After demand increased, Buda and Loomis increased the size of the publication, changed the publication rate to bi-monthly, and renamed it to the Nuts & Bolts of PBM. In 1983, Buda incorporated it as Bolt Publications after the load became unmanageable, changing the name once again to Nuts & Bolts of Gaming. This was shortened to NABOG, which was also their mascot's nickname. The magazine's print run, which started with a small number, rose to 600–700 in the first year, and peaked eventually at 3,000, including international readers.

In 1984, after 24 issues, Bob McLain from Gaming Universal offered to acquire the publication, and Buda prepared for the transition rather than the next issue. When Gaming Universal, after a run of only three issues, ceased publication before the deal went through, N&B "collapsed"

In 1985, the magazine was nominated for an Origins Award, but had ceased publication before the final voting. The Summer 1985 issue of Flagship noted that the magazine had recently closed, while also noting that Rick Buda had been elected to the Play-By-Mail Association's (PBMA's) Membership Committee with Paper Mayhem's David Webber as well as Jon Clemens, Mike Shefler, and Jack Everitt.

Rick Loomis wrote, "It was a fun magazine, but somewhat ahead of its time, and it had no financial backing."

==Contents==
The Nuts & Bolts of PBM originally focussed on Starweb, but evolved to cover PBM games, and eventually all game genres. Each issue had several regular features: an editorial by Rick Buda, readers' letters, a home video column, PBM news, a games page, and classified ads. Articles included one about Zork, an interview with Steve Gray of the PBM publisher Emprise Game Systems, and a look at the Star Trek PBM. The magazine also contained artwork and fiction.

==Reception==
In Issue 48 of The Space Gamer, W.G. Armintrout reviewed the magazine after its first year and wrote, ""This magazine is a disappointment. Nuts & Bolts needs contributors who have something to say and know how to say it. I can't recommend this magazine until it shapes up."

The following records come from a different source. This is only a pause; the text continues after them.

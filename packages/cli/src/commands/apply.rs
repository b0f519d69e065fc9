use super::diff::print_changes;
use super::validate::load_document;
use anyhow::{anyhow, Context, Result};
use clap::Args;
use colored::Colorize;
use nodedoc_document::diff_blocks;
use nodedoc_editor::{apply, parse, EditProposal};
use serde_json::Value;
use std::fs;
use std::path::{Path, PathBuf};

#[derive(Args, Debug)]
pub struct ApplyArgs {
    /// NodeDoc JSON file to edit
    pub document: PathBuf,

    /// Proposal JSON: message metadata or a bare proposal object
    pub proposal: PathBuf,

    /// Write the edited document here
    #[arg(short, long, conflicts_with = "in_place")]
    pub output: Option<PathBuf>,

    /// Overwrite the input document
    #[arg(short, long)]
    pub in_place: bool,
}

/// Read a proposal file in either metadata or bare form
pub fn load_proposal(path: &Path) -> Result<EditProposal> {
    let source =
        fs::read_to_string(path).with_context(|| format!("Failed to read {}", path.display()))?;
    let value: Value = serde_json::from_str(&source)
        .with_context(|| format!("{} is not JSON", path.display()))?;

    if let Some(proposal) = parse(&value) {
        return Ok(proposal);
    }
    serde_json::from_value(value)
        .with_context(|| format!("{} carries no usable edit proposal", path.display()))
}

pub fn apply_command(args: ApplyArgs) -> Result<()> {
    let doc = load_document(&args.document)?;
    let proposal = load_proposal(&args.proposal)?;

    println!(
        "{} {} {} on {}",
        "✏️".bright_blue(),
        proposal.action.as_str().bold(),
        proposal.block_type.as_str(),
        args.document.display()
    );

    let edited = apply(&proposal, &doc)
        .map_err(|e| anyhow!("[{}] {}", e.code(), e))
        .context("Proposal rejected")?;

    let changes = diff_blocks(&doc, &edited);
    print_changes(&changes);

    let destination = match (&args.output, args.in_place) {
        (Some(path), _) => Some(path.clone()),
        (None, true) => Some(args.document.clone()),
        (None, false) => None,
    };

    match destination {
        Some(path) => {
            fs::write(&path, edited.to_json_pretty())
                .with_context(|| format!("Failed to write {}", path.display()))?;
            println!("  {} Wrote {}", "✓".green(), path.display());
        }
        None => println!("{}", edited.to_json_pretty()),
    }

    Ok(())
}
//! # Revision History
//!
//! Per-document undo/redo of accepted revisions.
//!
//! Revisions are immutable snapshots, so rolling back never re-applies or
//! inverts a proposal: the previous snapshot simply becomes current again.
//!
//! - Each commit pushes the superseded revision onto the undo stack
//! - Undo moves the current revision to the redo stack
//! - A new commit clears the redo stack
//! - The undo stack is bounded (`0` = unlimited)

use crate::store::Revision;

#[derive(Debug)]
pub struct RevisionHistory {
    /// Superseded revisions (most recent last)
    undo_stack: Vec<Revision>,

    /// Rolled-back revisions (most recent last)
    redo_stack: Vec<Revision>,

    max_levels: usize,
}

impl RevisionHistory {
    pub fn new() -> Self {
        Self::with_max_levels(50)
    }

    pub fn with_max_levels(max_levels: usize) -> Self {
        Self {
            undo_stack: Vec::new(),
            redo_stack: Vec::new(),
            max_levels,
        }
    }

    /// Record `superseded` as the revision a new commit replaced
    pub fn record(&mut self, superseded: Revision) {
        self.undo_stack.push(superseded);

        if self.max_levels > 0 && self.undo_stack.len() > self.max_levels {
            self.undo_stack.remove(0);
        }

        self.redo_stack.clear();
    }

    /// Swap `current` for the previous revision, if any
    pub fn undo(&mut self, current: Revision) -> Result<Revision, Revision> {
        match self.undo_stack.pop() {
            Some(previous) => {
                self.redo_stack.push(current);
                Ok(previous)
            }
            None => Err(current),
        }
    }

    /// Swap `current` for the most recently rolled-back revision, if any
    pub fn redo(&mut self, current: Revision) -> Result<Revision, Revision> {
        match self.redo_stack.pop() {
            Some(next) => {
                self.undo_stack.push(current);
                Ok(next)
            }
            None => Err(current),
        }
    }

    pub fn can_undo(&self) -> bool {
        !self.undo_stack.is_empty()
    }

    pub fn can_redo(&self) -> bool {
        !self.redo_stack.is_empty()
    }

    pub fn undo_levels(&self) -> usize {
        self.undo_stack.len()
    }

    pub fn redo_levels(&self) -> usize {
        self.redo_stack.len()
    }

    /// Superseded revisions, oldest first
    pub fn past(&self) -> &[Revision] {
        &self.undo_stack
    }

    pub fn clear(&mut self) {
        self.undo_stack.clear();
        self.redo_stack.clear();
    }
}

impl Default for RevisionHistory {
    fn default() -> Self {
        Self::new()
    }
}
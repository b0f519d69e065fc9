//! Block-level diffing between two document revisions.
//!
//! Blocks are matched by ID. A block whose content differs in any way is
//! reported as `Changed`; there is no sub-block diffing.

use crate::model::{BlockId, NodeDoc};
use serde::Serialize;
use std::collections::HashMap;

/// A single block-level change
#[derive(Debug, Clone, PartialEq, Serialize)]
#[serde(tag = "type", rename_all = "snake_case")]
pub enum BlockChange {
    /// Block present only in the new document (index in new document)
    Inserted { id: BlockId, index: usize },

    /// Block present only in the old document (index in old document)
    Removed { id: BlockId, index: usize },

    /// Block present in both with different content (index in new document)
    Changed { id: BlockId, index: usize },
}

impl BlockChange {
    pub fn id(&self) -> &BlockId {
        match self {
            BlockChange::Inserted { id, .. }
            | BlockChange::Removed { id, .. }
            | BlockChange::Changed { id, .. } => id,
        }
    }
}

/// Diff two documents at block granularity
///
/// Removals come first in old-document order, followed by insertions and
/// changes in new-document order.
pub fn diff_blocks(old: &NodeDoc, new: &NodeDoc) -> Vec<BlockChange> {
    let old_index: HashMap<&BlockId, usize> = old
        .blocks
        .iter()
        .enumerate()
        .map(|(i, b)| (&b.id, i))
        .collect();
    let new_ids: HashMap<&BlockId, usize> = new
        .blocks
        .iter()
        .enumerate()
        .map(|(i, b)| (&b.id, i))
        .collect();

    let mut changes = Vec::new();

    for (index, block) in old.blocks.iter().enumerate() {
        if !new_ids.contains_key(&block.id) {
            changes.push(BlockChange::Removed {
                id: block.id.clone(),
                index,
            });
        }
    }

    for (index, block) in new.blocks.iter().enumerate() {
        match old_index.get(&block.id) {
            None => changes.push(BlockChange::Inserted {
                id: block.id.clone(),
                index,
            }),
            Some(&old_pos) if old.blocks[old_pos].content != block.content => {
                changes.push(BlockChange::Changed {
                    id: block.id.clone(),
                    index,
                })
            }
            Some(_) => {}
        }
    }

    changes
}
use anyhow::bail;
use nodedoc_sync::{EnvCredential, SyncConfig, SyncEvent, SyncSession};
use serde_json::json;
use std::convert::Infallible;
use std::path::PathBuf;
use std::sync::Arc;
use tracing_subscriber::EnvFilter;

struct Args {
    config_dir: PathBuf,
    documents: Vec<(String, PathBuf)>,
}

fn parse_args() -> anyhow::Result<Args> {
    let args: Vec<String> = std::env::args().collect();
    let mut config_dir = std::env::current_dir()?;
    let mut documents = Vec::new();

    let mut i = 1;
    while i < args.len() {
        match args[i].as_str() {
            "--doc" | "-d" => {
                let Some(pair) = args.get(i + 1) else {
                    bail!("--doc requires a value");
                };
                let Some((doc_id, path)) = pair.split_once('=') else {
                    bail!("--doc expects <DOC_ID>=<PATH>, got `{}`", pair);
                };
                documents.push((doc_id.to_string(), PathBuf::from(path)));
                i += 2;
            }
            "--help" | "-h" => {
                println!("Usage: nodedoc-sync [OPTIONS] [CONFIG_DIR]");
                println!();
                println!("Options:");
                println!("  -d, --doc <ID=PATH>     Load a NodeDoc JSON file under a document id");
                println!("  -h, --help              Show this help message");
                println!();
                println!("Arguments:");
                println!("  [CONFIG_DIR]            Directory containing nodedoc.config.json (default: current dir)");
                println!();
                println!("The credential is read from NODEDOC_TOKEN.");
                std::process::exit(0);
            }
            arg if !arg.starts_with('-') => {
                config_dir = PathBuf::from(arg);
                i += 1;
            }
            other => bail!("Unknown argument: {}", other),
        }
    }

    Ok(Args {
        config_dir,
        documents,
    })
}

#[tokio::main]
async fn main() -> anyhow::Result<()> {
    tracing_subscriber::fmt()
        .with_env_filter(EnvFilter::from_default_env())
        .init();

    let args = parse_args()?;
    let config = SyncConfig::load(&args.config_dir)?;

    let session = SyncSession::new(config, Arc::new(EnvCredential::default()))?;
    for (doc_id, path) in &args.documents {
        session.load_file(doc_id.clone(), path)?;
    }

    let events = session.events();
    let report = session.start().await;
    if !report.connected {
        bail!("No credential in NODEDOC_TOKEN; not connecting");
    }

    let exit = session
        .run(events, |event| {
            print_event(event);
            Ok::<_, Infallible>(())
        })
        .await;
    tracing::debug!(?exit, "Event loop ended");
    Ok(())
}

fn print_event(event: &SyncEvent) {
    let line = match event {
        SyncEvent::Opened => json!({ "event": "opened" }),
        SyncEvent::Message(frame) => json!({
            "event": "message",
            "channel": frame.channel,
            "type": frame.kind,
        }),
        SyncEvent::Revision(revision) => json!({
            "event": "revision",
            "docId": revision.doc_id,
            "number": revision.number,
            "changes": revision.changes,
            "appliedAt": revision.applied_at.to_rfc3339(),
        }),
        SyncEvent::Rejected { error, .. } => json!({
            "event": "rejected",
            "code": error.code(),
            "error": error.to_string(),
        }),
        SyncEvent::TransportError(error) => json!({
            "event": "transport_error",
            "error": error.to_string(),
        }),
    };
    println!("{}", line);
}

In Issue 30 of Abyss (Summer 1984), Jon Schuller reviewed the magazine in its fourth year, and called it "visually appealing, though the art is of variable quality. They pack a lot of material into each page, and the reduced text is readable." Schuller felt the price ($2.25 per issue) was steep considering how much of a 32-page issue was devoted to advertising. Schuller's main issue with the magazine was "the haphazard presentation and randomness of selection and arrangement of articles. There also seems to be less variety than there could be, and fewer topics and games covered than one might like." Schuller also noted, "N&B shows promise, and has some interesting items, but on looking back over it, there's really less concrete and repeatedly useful material than I would like to see." Schuller concluded, "It is worth checking out, and certainly of interest to PBMers."

==See also==
- List of play-by-mail games

==Bibliography==
- Buda, Rick (2014). "The Nuts & Bolts of Gaming: Recollections of a Mad Publisher"
- Cassandra (1985). "Loomis Beats Critics: Flagship Sweeps to PBMA Victory; Schubel Slate Defeated"
- Drew, Mike (1983). "Zork I: The Great Underground Empire"
- ((Editors)) (1983). "Parts Department"
- ((Flagship Editors)) (1984). "The World Beyond Flagship"
- Loomis, Rick (1985). "Rick Loomis on Play-By-Mail: Magazines"
- Orzoff, Nathan (1983). "GamesPage"
- Spencer, David (2022). "Small Starts: A Look into a 1980s Play-by-Mail Magazine—the Nuts & Bolts of Gaming"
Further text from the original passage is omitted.